Falco Resources (CVE:FPC) has appointed Sean Roosen, the former chief executive of Osisko Mining and current CEO of Osisko Gold Royalties, as its new chairman, following an announcement that Osisko Gold plans to increase its stake in the junior exploration company to nearly 15 percent.
The move significantly strengthens Falco's board, and positions the company on a path to success with regards to developing its Horne mine assets in Quebec. Shares reached a high of 65 cents on Friday on the back of the news, lately trading at 63 cents, up more than 8.6 percent.
So far this year, the stock has climbed 58 percent.
"Sean made an enormous contribution to the gold mining industry in the Province of Quebec during his tenure as President and CEO of Osisko Mining Corp.," said president and chief executive officer of Falco, Trent Mell.
"Falco stands to benefit from a stronger relationship with its largest shareholder in three ways: access to capital, technical bench strength and first-in-class sustainability practices.
"I have known Sean for several years and I am looking forward to working with him."
Roosen has been chairman and CEO of Osisko Gold Royalties since June of this year. Prior to this, he was the president and chief executive officer of Osisko Mining, which he co-founded, before the company was acquired by Yamana Gold (TSE:YRI) and Agnico Eagle Mines for C$3.9 billion earlier this year. The joint offer saw off a hostile bid for Osisko's giant Canadian Malartic mine in Quebec by mining giant Goldcorp (TSE:G).
Roosen drove the success of Osisko from a junior exploration company to one of the biggest intermediate gold producers. Over that period, he was responsible for developing the permitting and financing strategy to bring the $1 billion Canadian Malartic mine into production.
Falco is one of the largest claim holders in the province of Quebec, with extensive land holdings in the Abitibi Greenstone Belt. It owns 72,800 hectares of land in the Rouyn-Noranda mining camp, which represents 70 percent of the entire camp and includes 14 former gold and base metal mine sites.
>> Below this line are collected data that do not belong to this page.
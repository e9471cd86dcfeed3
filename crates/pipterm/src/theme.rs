//! Pip-Boy phosphor palette.

use ratatui::style::{Color, Modifier, Style};

// ── Color palette ─────────────────────────────────────────────────────────────

pub const C_BG: Color = Color::Rgb(8, 14, 8);
pub const C_PRIMARY: Color = Color::Rgb(26, 255, 128);
pub const C_SECONDARY: Color = Color::Rgb(18, 170, 86);
pub const C_MUTED: Color = Color::Rgb(10, 90, 46);
pub const C_SELECTION_BG: Color = Color::Rgb(20, 60, 34);
pub const C_PANEL_BORDER: Color = Color::Rgb(14, 110, 58);
pub const C_AXIS: Color = Color::Rgb(12, 70, 38);

// ── Predefined styles ─────────────────────────────────────────────────────────

pub fn style_default() -> Style {
    Style::default().fg(C_PRIMARY)
}

pub fn style_secondary() -> Style {
    Style::default().fg(C_SECONDARY)
}

pub fn style_muted() -> Style {
    Style::default().fg(C_MUTED)
}

pub fn style_selected() -> Style {
    Style::default()
        .bg(C_SELECTION_BG)
        .fg(C_PRIMARY)
        .add_modifier(Modifier::BOLD)
}

pub fn style_border() -> Style {
    Style::default().fg(C_PANEL_BORDER)
}

pub fn style_tab_active() -> Style {
    Style::default()
        .fg(C_BG)
        .bg(C_PRIMARY)
        .add_modifier(Modifier::BOLD)
}
//! Procedural "signal" for the radio oscilloscope.
//!
//! Not audio analysis: three sine oscillators drift toward targets picked
//! from a pattern that follows the selection (quiet drift when off, a burst
//! of noise while tuning, steady motion while playing).  Each step yields one
//! sample, appended to a fixed-length ring buffer.

use std::collections::VecDeque;
use std::f32::consts::TAU;
use std::ops::RangeInclusive;
use std::sync::Arc;
use std::time::Duration;

use rand::rngs::StdRng;
use rand::{Rng, SeedableRng};
use tokio::sync::watch;
use tokio::time::MissedTickBehavior;
use tokio_util::sync::CancellationToken;
use tracing::debug;

use crate::config::VisualizerConfig;
use crate::selection::SelectionState;

const NEAR_ZERO: f32 = 0.05;
const OPPORTUNISTIC_SWITCH: f64 = 0.1;
const CHANGING_TICKS: RangeInclusive<u32> = 40..=150;

#[derive(Debug, Clone, Copy, PartialEq)]
pub struct Oscillator {
    pub freq: f32,
    pub amp: f32,
    pub phase: f32,
    pub target_freq: f32,
    pub target_amp: f32,
}

impl Oscillator {
    fn new(freq: f32, amp: f32) -> Self {
        Self {
            freq,
            amp,
            phase: 0.0,
            target_freq: freq,
            target_amp: amp,
        }
    }
}

#[derive(Debug, Clone, Copy, PartialEq, Eq)]
pub enum Pattern {
    Idle,
    Playing,
    Changing,
}

impl Pattern {
    /// `(frequency range, amplitude range)` new targets are drawn from.
    pub fn ranges(self) -> (RangeInclusive<f32>, RangeInclusive<f32>) {
        match self {
            Pattern::Idle => (0.2..=0.8, 0.05..=0.2),
            Pattern::Playing => (1.0..=4.0, 0.5..=1.0),
            Pattern::Changing => (8.0..=20.0, 0.1..=0.6),
        }
    }
}

pub struct Visualizer {
    bank: [Oscillator; 3],
    buffer: VecDeque<f32>,
    pattern: Pattern,
    /// Ticks left in the `Changing` burst; 0 when none is pending.
    countdown: u32,
    last_active: Option<usize>,
    rng: StdRng,
    config: VisualizerConfig,
}

impl Visualizer {
    pub fn new(config: VisualizerConfig) -> Self {
        Self::with_rng(config, StdRng::from_entropy())
    }

    pub fn with_rng(config: VisualizerConfig, rng: StdRng) -> Self {
        let len = config.samples.max(1);
        Self {
            bank: [
                Oscillator::new(1.0, 0.5),
                Oscillator::new(2.0, 0.3),
                Oscillator::new(3.0, 0.2),
            ],
            buffer: std::iter::repeat(0.0).take(len).collect(),
            // The starting bank counts as steady motion.
            pattern: Pattern::Playing,
            countdown: 0,
            last_active: None,
            rng,
            config,
        }
    }

    pub fn pattern(&self) -> Pattern {
        self.pattern
    }

    pub fn oscillators(&self) -> &[Oscillator] {
        &self.bank
    }

    /// Copy of the ring buffer, oldest sample first.
    pub fn samples(&self) -> Vec<f32> {
        self.buffer.iter().copied().collect()
    }

    /// Advance the bank one step and push the resulting sample.
    pub fn step(&mut self, selection: &SelectionState) -> f32 {
        let smoothing = self.config.smoothing.clamp(0.0, 1.0);
        let mut sum = 0.0;
        for osc in &mut self.bank {
            osc.freq += (osc.target_freq - osc.freq) * smoothing;
            osc.amp += (osc.target_amp - osc.amp) * smoothing;
            osc.phase = (osc.phase + osc.freq * self.config.phase_step).rem_euclid(TAU);
            sum += osc.phase.sin() * osc.amp;
        }
        let sample = (sum / self.bank.len() as f32).clamp(-1.0, 1.0);

        self.update_pattern(selection, sample);

        self.buffer.pop_front();
        self.buffer.push_back(sample);
        sample
    }

    fn update_pattern(&mut self, selection: &SelectionState, sample: f32) {
        let near_zero = sample.abs() < NEAR_ZERO;

        if !selection.playing && near_zero {
            self.countdown = 0;
            self.switch_to(Pattern::Idle);
        } else if selection.active_index != self.last_active {
            self.last_active = selection.active_index;
            self.countdown = self.rng.gen_range(CHANGING_TICKS);
            // Always retarget: a new station is a fresh burst.
            self.pattern = Pattern::Changing;
            self.retarget();
        } else if self.countdown > 0 {
            self.countdown -= 1;
            if self.countdown <= 1 {
                self.countdown = 0;
                self.switch_to(Pattern::Playing);
            }
        } else if near_zero && self.rng.gen_bool(OPPORTUNISTIC_SWITCH) {
            self.switch_to(Pattern::Playing);
        }
    }

    /// Select `pattern` and draw fresh targets from it, even when it is
    /// already the current one.
    fn switch_to(&mut self, pattern: Pattern) {
        if self.pattern != pattern {
            debug!("visualizer: {:?} → {:?}", self.pattern, pattern);
            self.pattern = pattern;
        }
        self.retarget();
    }

    fn retarget(&mut self) {
        let (freqs, amps) = self.pattern.ranges();
        for osc in &mut self.bank {
            osc.target_freq = self.rng.gen_range(freqs.clone());
            osc.target_amp = self.rng.gen_range(amps.clone());
        }
    }

    /// Tick until cancelled, publishing a fresh copy of the buffer each tick.
    /// Hands the visualizer back so the next start continues where this one
    /// left off.
    pub async fn run(
        mut self,
        selection_rx: watch::Receiver<SelectionState>,
        waveform_tx: Arc<watch::Sender<Vec<f32>>>,
        cancel: CancellationToken,
    ) -> Self {
        let mut ticker = tokio::time::interval(Duration::from_millis(self.config.tick_ms.max(1)));
        ticker.set_missed_tick_behavior(MissedTickBehavior::Skip);
        loop {
            tokio::select! {
                _ = cancel.cancelled() => break,
                _ = ticker.tick() => {}
            }
            let selection = selection_rx.borrow().clone();
            for _ in 0..self.config.samples_per_tick.max(1) {
                self.step(&selection);
            }
            waveform_tx.send_replace(self.samples());
        }
        self
    }
}
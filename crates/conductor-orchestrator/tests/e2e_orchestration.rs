#![allow(clippy::unwrap_used, clippy::expect_used)]

use async_trait::async_trait;
use conductor_a2a::{RegistryConfig, SpecialistServer, TaskHandler, TaskRegistry};
use conductor_core::{AgentKind, ConductorError, ConductorResult, TaskInput};
use conductor_orchestrator::*;
use serde_json::{json, Value};
use std::sync::Arc;
use std::time::Duration;
use tokio::net::TcpListener;

// ---------------------------------------------------------------------------
// Test specialists
// ---------------------------------------------------------------------------

struct Researcher;

#[async_trait]
impl TaskHandler for Researcher {
    async fn handle(&self, input: &TaskInput) -> ConductorResult<Value> {
        tokio::time::sleep(Duration::from_millis(50)).await;
        Ok(json!({
            "findings": format!("Gathered background for '{}' from three independent sources.", input.message),
            "sources": ["https://docs.rs", "https://tokio.rs"],
            "confidence": "high",
        }))
    }
}

struct BrokenCoder;

#[async_trait]
impl TaskHandler for BrokenCoder {
    async fn handle(&self, _input: &TaskInput) -> ConductorResult<Value> {
        Err(ConductorError::Http("sandbox unavailable".into()))
    }
}

struct Sleeper(Duration);

#[async_trait]
impl TaskHandler for Sleeper {
    async fn handle(&self, _input: &TaskInput) -> ConductorResult<Value> {
        tokio::time::sleep(self.0).await;
        Ok(json!({"analysis": "finished late"}))
    }
}

async fn start_specialist(agent: &str, handler: Arc<dyn TaskHandler>) -> (String, Arc<TaskRegistry>) {
    let registry = Arc::new(TaskRegistry::new(RegistryConfig::default()));
    let app = SpecialistServer::build(agent, registry.clone(), handler);

    let listener = TcpListener::bind("127.0.0.1:0").await.unwrap();
    let addr = listener.local_addr().unwrap();
    tokio::spawn(async move {
        axum::serve(listener, app).await.unwrap();
    });
    tokio::time::sleep(Duration::from_millis(50)).await;

    (format!("http://127.0.0.1:{}", addr.port()), registry)
}

fn config(research: String, code: String, analytics: String) -> OrchestratorConfig {
    OrchestratorConfig {
        agents: AgentEndpoints {
            research,
            code,
            analytics,
        },
        collection_deadline_secs: 2,
        ..OrchestratorConfig::default()
    }
}

#[tokio::test]
async fn test_research_succeeds_code_fails() {
    let (research, research_registry) = start_specialist("research", Arc::new(Researcher)).await;
    let (code, _) = start_specialist("code", Arc::new(BrokenCoder)).await;

    let orchestrator = Orchestrator::new(config(
        research,
        code,
        "http://127.0.0.1:1".to_string(),
    ))
    .unwrap();

    let result = orchestrator
        .run("Research tokio and implement an echo server", Some("ctx-e2e"))
        .await;

    assert_eq!(result.waves.len(), 2);
    assert!(result.outcomes.get(AgentKind::Research).unwrap().is_completed());
    assert_eq!(
        result.outcomes.get(AgentKind::Code).unwrap().status_label(),
        "error"
    );

    assert_eq!(result.artifact.kind, ArtifactKind::Structured);
    let text = &result.artifact.content;
    assert!(text.contains("## Research Findings:"));
    assert!(text.contains("- https://tokio.rs"));
    assert!(text.contains("- Code: error - HTTP error: sandbox unavailable"));

    // The specialist saw the shared context id.
    let research_task = &result
        .delegations
        .iter()
        .find(|d| d.agent == AgentKind::Research)
        .unwrap()
        .handle;
    let record = research_registry
        .get(&research_task.task_id, false, Duration::ZERO)
        .await
        .unwrap();
    assert_eq!(record.input.context_id, "ctx-e2e");
    assert_eq!(record.input.metadata["agent"], "research");
}

#[tokio::test]
async fn test_unreachable_specialists_give_error_summary() {
    let orchestrator = Orchestrator::new(config(
        "http://127.0.0.1:1".to_string(),
        "http://127.0.0.1:1".to_string(),
        "http://127.0.0.1:1".to_string(),
    ))
    .unwrap();

    let result = orchestrator.run("analyze churn metrics", None).await;

    assert_eq!(result.artifact.kind, ArtifactKind::ErrorSummary);
    assert!(result.artifact.content.contains("Analytics Agent: error - Submission error"));
    assert!(result.delegations.is_empty());
}

#[tokio::test]
async fn test_collection_deadline_marks_slow_specialist_timeout() {
    let (research, _) = start_specialist("research", Arc::new(Researcher)).await;
    let (analytics, analytics_registry) =
        start_specialist("analytics", Arc::new(Sleeper(Duration::from_secs(10)))).await;

    let orchestrator = Orchestrator::new(config(
        research,
        "http://127.0.0.1:1".to_string(),
        analytics,
    ))
    .unwrap();

    let started = std::time::Instant::now();
    let result = orchestrator
        .run("find and analyze the latest benchmark data", None)
        .await;
    assert!(started.elapsed() < Duration::from_secs(6));

    assert!(result.outcomes.get(AgentKind::Research).unwrap().is_completed());
    let analytics_outcome = result.outcomes.get(AgentKind::Analytics).unwrap();
    assert_eq!(analytics_outcome.status_label(), "timeout");
    assert_eq!(
        analytics_outcome.error_message(),
        Some("Task timed out after 2 seconds")
    );

    // No implicit remote cancellation: the slow task keeps running.
    let slow = &result
        .delegations
        .iter()
        .find(|d| d.agent == AgentKind::Analytics)
        .unwrap()
        .handle;
    let record = analytics_registry
        .get(&slow.task_id, false, Duration::ZERO)
        .await
        .unwrap();
    assert!(!record.is_terminal());
}

#[tokio::test]
async fn test_agent_status_reports_each_endpoint() {
    let (research, _) = start_specialist("research", Arc::new(Researcher)).await;
    let orchestrator = Orchestrator::new(config(
        research.clone(),
        "http://127.0.0.1:1".to_string(),
        "http://127.0.0.1:1".to_string(),
    ))
    .unwrap();

    let status = orchestrator.agent_status().await;
    let connected: Vec<_> = status
        .iter()
        .filter(|s| s.status == Connection::Connected)
        .map(|s| s.url.clone())
        .collect();
    assert_eq!(connected, vec![research]);
}
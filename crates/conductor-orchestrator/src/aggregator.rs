use crate::config::AggregationConfig;
use crate::reasoning::ReasoningEngine;
use crate::types::{Artifact, ArtifactKind, Outcome, OutcomeSet};
use conductor_core::{AgentKind, ConductorError};
use serde_json::Value;
use std::sync::Arc;
use tracing::{error, info, warn};

const ERROR_SUMMARY_HEADER: &str = "I encountered issues while processing your request:\n\n";
const ERROR_SUMMARY_FOOTER: &str = "\nPlease try again or rephrase your request.";

/// Turns an [`OutcomeSet`] into the single artifact returned to the user.
///
/// Never fails: malformed results lose the parts that cannot be read,
/// and a failing reasoning engine downgrades to a raw JSON dump.
pub struct ResultAggregator {
    config: AggregationConfig,
    reasoning: Arc<dyn ReasoningEngine>,
}

impl ResultAggregator {
    pub fn new(config: AggregationConfig, reasoning: Arc<dyn ReasoningEngine>) -> Self {
        Self { config, reasoning }
    }

    pub async fn aggregate(&self, request: &str, outcomes: &OutcomeSet) -> Artifact {
        if outcomes.successful().next().is_none() {
            info!(outcomes = outcomes.len(), "No specialist completed, building error summary");
            return Artifact::new(ArtifactKind::ErrorSummary, self.error_summary(outcomes));
        }

        let document = self.structured(request, outcomes);
        let length = document.trim().chars().count();
        if length >= self.config.min_content_chars {
            return Artifact::new(ArtifactKind::Structured, document);
        }

        let degraded = ConductorError::AggregationDegraded(format!(
            "{length} chars, below {}",
            self.config.min_content_chars
        ));
        warn!(error = %degraded, "Falling back to reasoning synthesis");
        self.synthesize(request, outcomes).await
    }

    /// One bullet per agent that did not complete.
    pub fn error_summary(&self, outcomes: &OutcomeSet) -> String {
        let mut summary = String::from(ERROR_SUMMARY_HEADER);
        let mut bullets = 0;
        for (agent, outcome) in outcomes.unsuccessful() {
            let message = outcome.error_message().unwrap_or("No details available");
            summary.push_str(&format!(
                "- {} Agent: {} - {}\n",
                agent.title(),
                outcome.status_label(),
                truncate(message, self.config.max_error_chars)
            ));
            bullets += 1;
        }
        if bullets == 0 {
            summary.push_str("- Unable to process request due to system issues\n");
        }
        summary.push_str(ERROR_SUMMARY_FOOTER);
        summary
    }

    /// Per-agent sections for every completed outcome, then a footnote
    /// naming the agents that did not complete.
    pub fn structured(&self, request: &str, outcomes: &OutcomeSet) -> String {
        let mut parts = vec![format!(
            "Based on your request: '{request}', here's what I found:\n"
        )];

        for (agent, outcome) in outcomes.successful() {
            let Outcome::Completed { result, .. } = outcome else {
                continue;
            };
            let section = match agent {
                AgentKind::Research => self.research_section(result),
                AgentKind::Code => code_section(result),
                AgentKind::Analytics => analytics_section(result),
            };
            match section.or_else(|| generic_section(agent, result)) {
                Some(section) => parts.extend(section),
                None => warn!(agent = %agent, "Completed result has no readable content"),
            }
        }

        let failed: Vec<_> = outcomes.unsuccessful().collect();
        if !failed.is_empty() {
            parts.push("\n---\n".to_string());
            parts.push("*Note: Some agents encountered issues:*\n".to_string());
            for (agent, outcome) in failed {
                parts.push(format!(
                    "- {}: {} - {}",
                    agent.title(),
                    outcome.status_label(),
                    outcome.error_message().unwrap_or("No details available")
                ));
            }
        }

        parts.join("\n")
    }

    async fn synthesize(&self, request: &str, outcomes: &OutcomeSet) -> Artifact {
        let dump = serde_json::to_string_pretty(outcomes).unwrap_or_else(|_| format!("{outcomes:?}"));
        let prompt = format!(
            "User request: {request}\n\n\
             Results from specialized agents:\n{dump}\n\n\
             Please synthesize these results into a clear, coherent response that:\n\
             1. Directly addresses the user's request\n\
             2. Integrates information from all successful agents\n\
             3. Highlights key findings and insights\n\
             4. Mentions any limitations or failures transparently\n\n\
             Format the response in a user-friendly way with clear sections."
        );

        match self.reasoning.complete(&prompt).await {
            Ok(text) => Artifact::new(ArtifactKind::Synthesized, text),
            Err(e) => {
                error!(error = %e, "Reasoning synthesis failed, returning raw results");
                Artifact::new(
                    ArtifactKind::RawDump,
                    format!("Results from processing your request:\n{dump}"),
                )
            }
        }
    }

    fn research_section(&self, result: &Value) -> Option<Vec<String>> {
        let findings = text_field(result, "findings")?;
        let mut parts = vec!["\n## Research Findings:\n".to_string(), findings];

        let sources = list_field(result, "sources");
        if !sources.is_empty() {
            parts.push("\n**Sources:**".to_string());
            parts.extend(
                sources
                    .into_iter()
                    .take(self.config.max_sources)
                    .map(|s| format!("- {s}")),
            );
        }
        let confidence = text_field(result, "confidence").unwrap_or_else(|| "medium".to_string());
        parts.push(format!("\n*Confidence level: {confidence}*"));
        Some(parts)
    }
}

fn code_section(result: &Value) -> Option<Vec<String>> {
    let code = text_field(result, "code").or_else(|| text_field(result, "output"))?;
    let language = text_field(result, "language").unwrap_or_else(|| "python".to_string());

    let mut parts = vec!["\n## Code Solution:\n".to_string()];
    if let Some(explanation) = text_field(result, "explanation") {
        parts.push(explanation);
    }
    parts.push(format!("\n```{language}\n{code}\n```"));
    Some(parts)
}

fn analytics_section(result: &Value) -> Option<Vec<String>> {
    let analysis = text_field(result, "analysis")?;
    let mut parts = vec!["\n## Data Analysis:\n".to_string(), analysis];

    if let Some(metrics) = result.get("metrics").and_then(Value::as_object) {
        if !metrics.is_empty() {
            parts.push("\n**Key Metrics:**".to_string());
            parts.extend(metrics.iter().map(|(k, v)| format!("- {k}: {}", render(v))));
        }
    }
    let insights = list_field(result, "insights");
    if !insights.is_empty() {
        parts.push("\n**Insights:**".to_string());
        parts.extend(insights.into_iter().map(|i| format!("- {i}")));
    }
    Some(parts)
}

/// `output` or `response` when present, otherwise every field as a bullet.
fn generic_section(agent: AgentKind, result: &Value) -> Option<Vec<String>> {
    let body = match result {
        Value::Object(map) => text_field(result, "output")
            .or_else(|| text_field(result, "response"))
            .or_else(|| {
                let lines: Vec<String> = map
                    .iter()
                    .filter(|(_, v)| !is_blank(v))
                    .map(|(k, v)| format!("- {k}: {}", render(v)))
                    .collect();
                (!lines.is_empty()).then(|| lines.join("\n"))
            })?,
        other if is_blank(other) => return None,
        other => render(other),
    };
    Some(vec![
        format!("\n## {} Agent Results:\n", agent.title()),
        body,
    ])
}

/// A non-blank field rendered as text.
fn text_field(result: &Value, key: &str) -> Option<String> {
    result
        .get(key)
        .filter(|v| !is_blank(v))
        .map(render)
}

/// Array elements as text. A lone string counts as a one-item list.
fn list_field(result: &Value, key: &str) -> Vec<String> {
    match result.get(key) {
        Some(Value::Array(items)) => items.iter().filter(|v| !is_blank(v)).map(render).collect(),
        Some(Value::String(s)) if !s.trim().is_empty() => vec![s.clone()],
        _ => Vec::new(),
    }
}

fn render(value: &Value) -> String {
    match value {
        Value::String(s) => s.clone(),
        other => other.to_string(),
    }
}

fn is_blank(value: &Value) -> bool {
    match value {
        Value::Null => true,
        Value::String(s) => s.trim().is_empty(),
        Value::Array(a) => a.is_empty(),
        Value::Object(o) => o.is_empty(),
        Value::Bool(_) | Value::Number(_) => false,
    }
}

/// Cut to `max` chars, marking the cut with an ellipsis.
fn truncate(message: &str, max: usize) -> String {
    if message.chars().count() <= max {
        return message.to_string();
    }
    let cut: String = message.chars().take(max).collect();
    format!("{cut}...")
}

#[cfg(test)]
mod tests {
    use super::*;
    use crate::reasoning::tests::Scripted;
    use crate::reasoning::UnavailableReasoning;
    use serde_json::json;

    fn aggregator(reasoning: Arc<dyn ReasoningEngine>) -> ResultAggregator {
        ResultAggregator::new(AggregationConfig::default(), reasoning)
    }

    fn research_result() -> Value {
        json!({
            "findings": "Tokio is a multi-threaded, work-stealing async runtime for Rust with timers and I/O.",
            "sources": ["a", "b", "c", "d", "e", "f", "g"],
            "confidence": "high",
        })
    }

    #[tokio::test]
    async fn test_partial_failure_has_section_and_footnote() {
        let outcomes: OutcomeSet = [
            (AgentKind::Research, Outcome::completed(research_result())),
            (AgentKind::Code, Outcome::error("boom")),
        ]
        .into_iter()
        .collect();

        let artifact = aggregator(Arc::new(UnavailableReasoning))
            .aggregate("explain tokio", &outcomes)
            .await;

        assert_eq!(artifact.kind, ArtifactKind::Structured);
        let text = &artifact.content;
        assert!(text.starts_with("Based on your request: 'explain tokio', here's what I found:"));
        assert!(text.contains("## Research Findings:"));
        assert!(text.contains("work-stealing"));
        assert!(text.contains("*Confidence level: high*"));
        assert!(text.contains("- e"));
        assert!(!text.contains("- f"));
        assert!(text.contains("*Note: Some agents encountered issues:*"));
        assert!(text.contains("- Code: error - boom"));
    }

    #[tokio::test]
    async fn test_no_success_is_error_summary() {
        let long = "x".repeat(500);
        let outcomes: OutcomeSet = [
            (AgentKind::Research, Outcome::timeout("Task timed out after 60 seconds")),
            (AgentKind::Code, Outcome::error(long)),
        ]
        .into_iter()
        .collect();

        let reasoning = Arc::new(Scripted::reply("should not be used"));
        let artifact = aggregator(reasoning.clone())
            .aggregate("anything", &outcomes)
            .await;

        assert_eq!(artifact.kind, ArtifactKind::ErrorSummary);
        let text = &artifact.content;
        assert!(text.starts_with(ERROR_SUMMARY_HEADER));
        assert!(text.contains("- Research Agent: timeout - Task timed out after 60 seconds"));
        assert!(text.contains(&format!("- Code Agent: error - {}...", "x".repeat(200))));
        assert!(!text.contains(&"x".repeat(201)));
        assert!(text.ends_with(ERROR_SUMMARY_FOOTER));
        assert!(!text.contains("Based on your request"));
        assert!(reasoning.prompts.lock().is_empty());
    }

    #[tokio::test]
    async fn test_empty_outcomes_is_generic_error_summary() {
        let artifact = aggregator(Arc::new(UnavailableReasoning))
            .aggregate("anything", &OutcomeSet::new())
            .await;
        assert_eq!(artifact.kind, ArtifactKind::ErrorSummary);
        assert!(artifact.content.contains("Unable to process request"));
    }

    #[tokio::test]
    async fn test_short_document_uses_reasoning() {
        let outcomes: OutcomeSet = [(AgentKind::Code, Outcome::completed(json!({"code": "1"})))]
            .into_iter()
            .collect();
        let reasoning = Arc::new(Scripted::reply("Here is a synthesis."));

        let artifact = aggregator(reasoning.clone()).aggregate("hi", &outcomes).await;

        assert_eq!(artifact.kind, ArtifactKind::Synthesized);
        assert_eq!(artifact.content, "Here is a synthesis.");
        let prompts = reasoning.prompts.lock();
        assert_eq!(prompts.len(), 1);
        assert!(prompts[0].contains("User request: hi"));
        assert!(prompts[0].contains("\"status\": \"completed\""));
    }

    #[tokio::test]
    async fn test_reasoning_failure_dumps_raw_outcomes() {
        let outcomes: OutcomeSet = [(AgentKind::Code, Outcome::completed(json!({"code": "1"})))]
            .into_iter()
            .collect();

        let artifact = aggregator(Arc::new(Scripted::failing("model offline")))
            .aggregate("hi", &outcomes)
            .await;

        assert_eq!(artifact.kind, ArtifactKind::RawDump);
        assert!(artifact.content.starts_with("Results from processing your request:\n"));
        assert!(artifact.content.contains("\"code\""));
    }

    #[test]
    fn test_malformed_results_degrade_to_omission() {
        let outcomes: OutcomeSet = [
            (AgentKind::Research, Outcome::completed(json!({"sources": 42}))),
            (AgentKind::Code, Outcome::completed(Value::Null)),
            (AgentKind::Analytics, Outcome::completed(json!(["not", "an", "object"]))),
        ]
        .into_iter()
        .collect();

        let text = aggregator(Arc::new(UnavailableReasoning)).structured("r", &outcomes);
        assert!(!text.contains("## Research Findings:"));
        assert!(text.contains("## Research Agent Results:"));
        assert!(text.contains("- sources: 42"));
        assert!(!text.contains("## Code"));
        assert!(text.contains("## Analytics Agent Results:"));
        assert!(!text.contains("*Note:"));
    }

    #[test]
    fn test_code_and_analytics_sections() {
        let outcomes: OutcomeSet = [
            (
                AgentKind::Code,
                Outcome::completed(json!({
                    "output": "fn main() {}",
                    "explanation": "Smallest program.",
                    "language": "rust",
                })),
            ),
            (
                AgentKind::Analytics,
                Outcome::completed(json!({
                    "analysis": "Sales grew.",
                    "metrics": {"growth": 0.12},
                    "insights": ["Q3 strongest"],
                })),
            ),
        ]
        .into_iter()
        .collect();

        let text = aggregator(Arc::new(UnavailableReasoning)).structured("r", &outcomes);
        assert!(text.contains("## Code Solution:\n\nSmallest program.\n\n```rust\nfn main() {}\n```"));
        assert!(text.contains("## Data Analysis:"));
        assert!(text.contains("- growth: 0.12"));
        assert!(text.contains("**Insights:**\n- Q3 strongest"));
    }

    #[test]
    fn test_truncate_counts_chars() {
        assert_eq!(truncate("short", 10), "short");
        assert_eq!(truncate("ééééé", 2), "éé...");
    }
}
The company's principal property is the Horne Mine Complex, which was operated by Noranda from 1927 to 1976 and produced 11.6 million ounces of gold and 2.5 billion pounds of copper.
Falco is hoping to replicate this with its Horne 5 deposit, the largest undeveloped deposit in the region. Its current strategy is focused on identifying opportunities to increase the size of the resource estimate within its Horne complex, while also working on exploration targets within the remainder of its large land package.
"We know the Abitibi and I believe our expertise can help Falco advance its strategic objectives," said Roosen.
"Falco controls the last of the large Abitibi camps that is not owned by a major gold producer and, as their largest shareholder, we want to help them succeed."
Falco said recently that over the next nine months, its two priorities will be to increase the size of the Horne 5 resource, and upgrade the confidence level from inferred to indicated status. In March, the company announced a maiden inferred mineral resource estimate for Horne 5, outlining 2.8 million gold equivalent ounces grading 3.41 g/t gold.